Dataset entries:
use std::io::{self, IsTerminal, Write};
use std::net::SocketAddr;
use std::path::PathBuf;
use std::sync::Arc;
use std::time::Duration;

use anyhow::{Context, Result};
use clap::{Args, Parser, Subcommand, ValueEnum};
use fleetd_protocol::EventType;
use log::{LevelFilter, debug, error, info};
use tokio::net::TcpListener;
use tokio::sync::watch;
use tokio_util::sync::CancellationToken;

use fleetd::api::{AppState, create_router};
use fleetd::config::{AppConfig, LogFormat, default_config_file};
use fleetd::events::{EventHub, HubSettings, RunMode};
use fleetd::host_api::{
    CredentialResolver, HostApi, HostApiClient, HostApiTimeouts, HostCredentialResolver,
};
use fleetd::hosts::{HostStore, JsonFileHostStore};
use fleetd::orchestrator::{
    ClientSettings, HostHealthHandler, HostLogsHandler, HostOperations, HostStatsHandler,
    HostVmEventHandler, HostWebSocketManager, ReconciliationLoop,
};

fn main() {
    if let Err(err) = try_main() {
        let _ = writeln!(io::stderr(), "{err:?}");
        std::process::exit(1);
    }
}

#[tokio::main]
async fn async_main(ctx: RuntimeContext, cmd: ServeCommand) -> Result<()> {
    handle_serve(&ctx, cmd).await
}

fn try_main() -> Result<()> {
    let cli = Cli::parse();

    let ctx = RuntimeContext::new(cli.common.clone())?;
    ctx.init_logging();
    debug!("configuration file: {}", ctx.config_path.display());

    match cli.command {
        Command::Serve(cmd) => async_main(ctx, cmd),
        Command::Config { command } => handle_config(&ctx, command),
    }
}

#[derive(Debug, Parser)]
#[command(
    author,
    version,
    about = "fleetd - orchestrator for a fleet of virtualization hosts.",
    propagate_version = true
)]
struct Cli {
    #[command(flatten)]
    common: CommonOpts,
    #[command(subcommand)]
    command: Command,
}

#[derive(Debug, Clone, Args)]
struct CommonOpts {
    /// Override the config file path
    #[arg(long, value_name = "PATH", global = true, env = "FLEETD_CONFIG")]
    config: Option<PathBuf>,
    /// Reduce output to only errors
    #[arg(short, long, action = clap::ArgAction::SetTrue, global = true)]
    quiet: bool,
    /// Increase logging verbosity (stackable)
    #[arg(short = 'v', long = "verbose", action = clap::ArgAction::Count, global = true)]
    verbose: u8,
    /// Enable debug logging (equivalent to -vv)
    #[arg(long, global = true)]
    debug: bool,
    /// Enable trace logging (overrides other levels)
    #[arg(long, global = true)]
    trace: bool,
    /// Emit logs as JSON
    #[arg(long, global = true)]
    json: bool,
}

#[derive(Debug, Subcommand)]
enum Command {
    /// Run the daemon
    Serve(ServeCommand),
    /// Inspect configuration
    Config {
        #[command(subcommand)]
        command: ConfigCommand,
    },
}

#[derive(Debug, Clone, Copy, Default, ValueEnum)]
enum ModeArg {
    /// Serve the API and the event hub only
    Api,
    /// Also reconcile hosts and keep their event streams open
    #[default]
    Orchestrator,
}

impl From<ModeArg> for RunMode {
    fn from(mode: ModeArg) -> Self {
        match mode {
            ModeArg::Api => RunMode::Api,
            ModeArg::Orchestrator => RunMode::Orchestrator,
        }
    }
}

#[derive(Debug, Clone, Args)]
struct ServeCommand {
    /// Address to listen on (overrides server.bind)
    #[arg(long)]
    bind: Option<SocketAddr>,
    /// Treat every request as coming from an administrator
    #[arg(long)]
    dev_mode: bool,
    #[arg(long, value_enum, default_value_t = ModeArg::Orchestrator)]
    mode: ModeArg,
}

#[derive(Debug, Subcommand)]
enum ConfigCommand {
    /// Print the effective configuration as TOML
    Show,
    /// Print the configuration file path
    Path,
}

#[derive(Debug, Clone)]
struct RuntimeContext {
    common: CommonOpts,
    config_path: PathBuf,
    config: AppConfig,
}

impl RuntimeContext {
    fn new(common: CommonOpts) -> Result<Self> {
        let config_path = match common.config.clone() {
            Some(path) => path,
            None => default_config_file()?,
        };
        let config = AppConfig::load(Some(&config_path))
            .with_context(|| format!("loading {}", config_path.display()))?;
        Ok(Self {
            common,
            config_path,
            config,
        })
    }

    fn init_logging(&self) {
        use tracing_subscriber::{EnvFilter, layer::SubscriberExt, util::SubscriberInitExt};

        if self.common.quiet {
            log::set_max_level(LevelFilter::Off);
            return;
        }

        let level = self.effective_log_level();
        let env_filter = EnvFilter::try_from_default_env().unwrap_or_else(|_| {
            let level = level.to_string().to_lowercase();
            EnvFilter::new(format!("fleetd={level},tower_http={level}"))
        });

        if self.common.json || self.config.logging.format == LogFormat::Json {
            tracing_subscriber::registry()
                .with(env_filter)
                .with(tracing_subscriber::fmt::layer().json())
                .try_init()
                .ok();
        } else {
            let ansi = io::stderr().is_terminal() && std::env::var_os("NO_COLOR").is_none();
            tracing_subscriber::registry()
                .with(env_filter)
                .with(tracing_subscriber::fmt::layer().with_ansi(ansi))
                .try_init()
                .ok();
        }

        // log macros go through env_logger when tracing-log did not claim the logger
        let mut builder =
            env_logger::Builder::from_env(env_logger::Env::default().default_filter_or("info"));
        builder.filter_level(level);
        builder.try_init().ok();
    }

    /// CLI flags win over `logging.level`.
    fn effective_log_level(&self) -> LevelFilter {
        if self.common.trace {
            LevelFilter::Trace
        } else if self.common.debug {
            LevelFilter::Debug
        } else {
            match self.common.verbose {
                0 => self
                    .config
                    .logging
                    .level
                    .parse()
                    .unwrap_or(LevelFilter::Info),
                1 => LevelFilter::Debug,
                _ => LevelFilter::Trace,
            }
        }
    }
}

fn handle_config(ctx: &RuntimeContext, command: ConfigCommand) -> Result<()> {
    let mut stdout = io::stdout();
    match command {
        ConfigCommand::Show => {
            let rendered =
                toml::to_string_pretty(&ctx.config).context("rendering configuration")?;
            writeln!(stdout, "{rendered}")?;
        }
        ConfigCommand::Path => writeln!(stdout, "{}", ctx.config_path.display())?,
    }
    Ok(())
}

async fn handle_serve(ctx: &RuntimeContext, cmd: ServeCommand) -> Result<()> {
    let config = &ctx.config;
    let mode = RunMode::from(cmd.mode);
    let shutdown = CancellationToken::new();

    let store_path = config.store.resolved_path()?;
    let store: Arc<dyn HostStore> = Arc::new(
        JsonFileHostStore::open(&store_path)
            .await
            .with_context(|| format!("opening host store {}", store_path.display()))?,
    );
    info!("host store: {}", store_path.display());

    let hub = Arc::new(EventHub::new(HubSettings::from(&config.events)));
    if config.events.enabled {
        hub.initialize(mode);
    }

    let http = reqwest::Client::builder()
        .build()
        .context("building HTTP client")?;
    let credentials: Arc<dyn CredentialResolver> = Arc::new(HostCredentialResolver::new(
        http.clone(),
        config.orchestrator.token_ttl(),
    ));
    let host_api: Arc<dyn HostApi> = Arc::new(HostApiClient::new(
        http,
        credentials.clone(),
        HostApiTimeouts {
            health: config.orchestrator.health_check_timeout(),
            request: config.orchestrator.request_timeout(),
            operation: config.orchestrator.operation_timeout(),
        },
    ));

    let reconciler = Arc::new(ReconciliationLoop::new(
        store.clone(),
        host_api.clone(),
        config.orchestrator.refresh_interval(),
        shutdown.child_token(),
    ));
    let operations = Arc::new(HostOperations::new(
        store.clone(),
        host_api,
        reconciler.clone(),
    ));

    let connections = Arc::new(HostWebSocketManager::new(
        ClientSettings::from(&config.websocket),
        credentials,
        hub.clone(),
        shutdown.child_token(),
    ));
    connections.register_handler(
        &[EventType::Health],
        Arc::new(HostHealthHandler::new(store.clone())),
    );
    connections.register_handler(
        &[EventType::SystemLogs],
        Arc::new(HostLogsHandler::new(hub.clone())),
    );
    connections.register_handler(
        &[EventType::Stats],
        Arc::new(HostStatsHandler::new(hub.clone())),
    );
    connections.register_handler(
        &[EventType::Pdfm],
        Arc::new(HostVmEventHandler::new(store.clone(), hub.clone())),
    );

    let orchestrating = matches!(mode, RunMode::Orchestrator);
    let (ready_tx, ready_rx) = watch::channel(false);
    if orchestrating && config.orchestrator.enabled {
        tokio::spawn(reconciler.clone().run(Some(ready_rx)));
    }
    if orchestrating && config.websocket.enabled {
        connections.start_connection_monitor(
            store.clone(),
            Duration::from_secs(config.websocket.monitor_interval_secs.max(1)),
        );
    }

    let state = AppState {
        hub: hub.clone(),
        store,
        reconciler,
        operations,
        connections: connections.clone(),
        dev_mode: cmd.dev_mode || config.server.dev_mode,
    };
    if state.dev_mode {
        info!("dev mode: every request is treated as an administrator");
    }
    let app = create_router(state);

    let addr = cmd.bind.unwrap_or(config.server.bind);
    let listener = TcpListener::bind(addr)
        .await
        .with_context(|| format!("binding to {addr}"))?;
    info!("Listening on http://{}", addr);
    ready_tx.send(true).ok();

    let shutdown_signal = {
        let shutdown = shutdown.clone();
        let hub = hub.clone();
        let connections = connections.clone();
        async move {
            wait_for_signal().await;
            info!("Shutdown signal received");
            shutdown.cancel();
            connections.shutdown().await;
            // closes subscriber sockets so the server can drain
            hub.shutdown().await;
        }
    };

    axum::serve(
        listener,
        app.into_make_service_with_connect_info::<SocketAddr>(),
    )
    .with_graceful_shutdown(shutdown_signal)
    .await
    .context("running server")?;

    info!("Shutdown complete");
    Ok(())
}

async fn wait_for_signal() {
    let ctrl_c = async {
        if let Err(err) = tokio::signal::ctrl_c().await {
            error!("failed to listen for Ctrl+C: {}", err);
            std::future::pending::<()>().await;
        }
    };

    #[cfg(unix)]
    let terminate = async {
        match tokio::signal::unix::signal(tokio::signal::unix::SignalKind::terminate()) {
            Ok(mut signal) => {
                signal.recv().await;
            }
            Err(err) => {
                error!("failed to install SIGTERM handler: {}", err);
                std::future::pending::<()>().await;
            }
        }
    };

    #[cfg(not(unix))]
    let terminate = std::future::pending::<()>();

    tokio::select! {
        _ = ctrl_c => {},
        _ = terminate => {},
    }
}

• [Assignment]
With "clap" as the word to match, copy each line of the records that has it.

• [Task output]
use clap::{Args, Parser, Subcommand, ValueEnum};
    #[arg(short, long, action = clap::ArgAction::SetTrue, global = true)]
    #[arg(short = 'v', long = "verbose", action = clap::ArgAction::Count, global = true)]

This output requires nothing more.